Your assignment
Extract all lines from the data beneath that include the word "AccountId".

Extracted data entries
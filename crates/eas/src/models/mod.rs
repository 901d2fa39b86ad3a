//! Domain models for sync bookkeeping

mod account;
mod folder;

pub use account::{Account, AccountId, ContentKind, SyncInterval, INITIAL_SYNC_KEY};
pub use folder::Folder;
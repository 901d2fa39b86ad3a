//! EAS crate - Push/sync coordination for Exchange ActiveSync accounts
//!
//! This crate provides the bookkeeping that arbitrates between push
//! connections and sync operations:
//! - Domain models (Account, Folder)
//! - Per-account sync/push state machine and registry
//! - Ping task lifecycle contract and control handle
//! - Backoff scheduling for failed push connections
//! - Service facade with push-eligibility policy
//!
//! The wire protocol, account storage, and platform service lifecycle
//! all live outside this crate behind narrow traits ([`Pinger`],
//! [`AccountSource`], [`PingScheduler`], [`ServiceHost`]).

pub mod accounts;
pub mod config;
pub mod models;
pub mod service;
pub mod sync;

pub use accounts::{AccountSource, InMemoryAccountSource};
pub use config::SyncConfig;
pub use models::{Account, AccountId, ContentKind, Folder, SyncInterval, INITIAL_SYNC_KEY};
pub use service::SyncService;
pub use sync::{
    PingControl, PingScheduler, PingStatus, Pinger, ServiceHost, SleepScheduler, SyncCoordinator,
    SyncError,
};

Response for this exercise
pub use account::{Account, AccountId, ContentKind, SyncInterval, INITIAL_SYNC_KEY};
pub use models::{Account, AccountId, ContentKind, Folder, SyncInterval, INITIAL_SYNC_KEY};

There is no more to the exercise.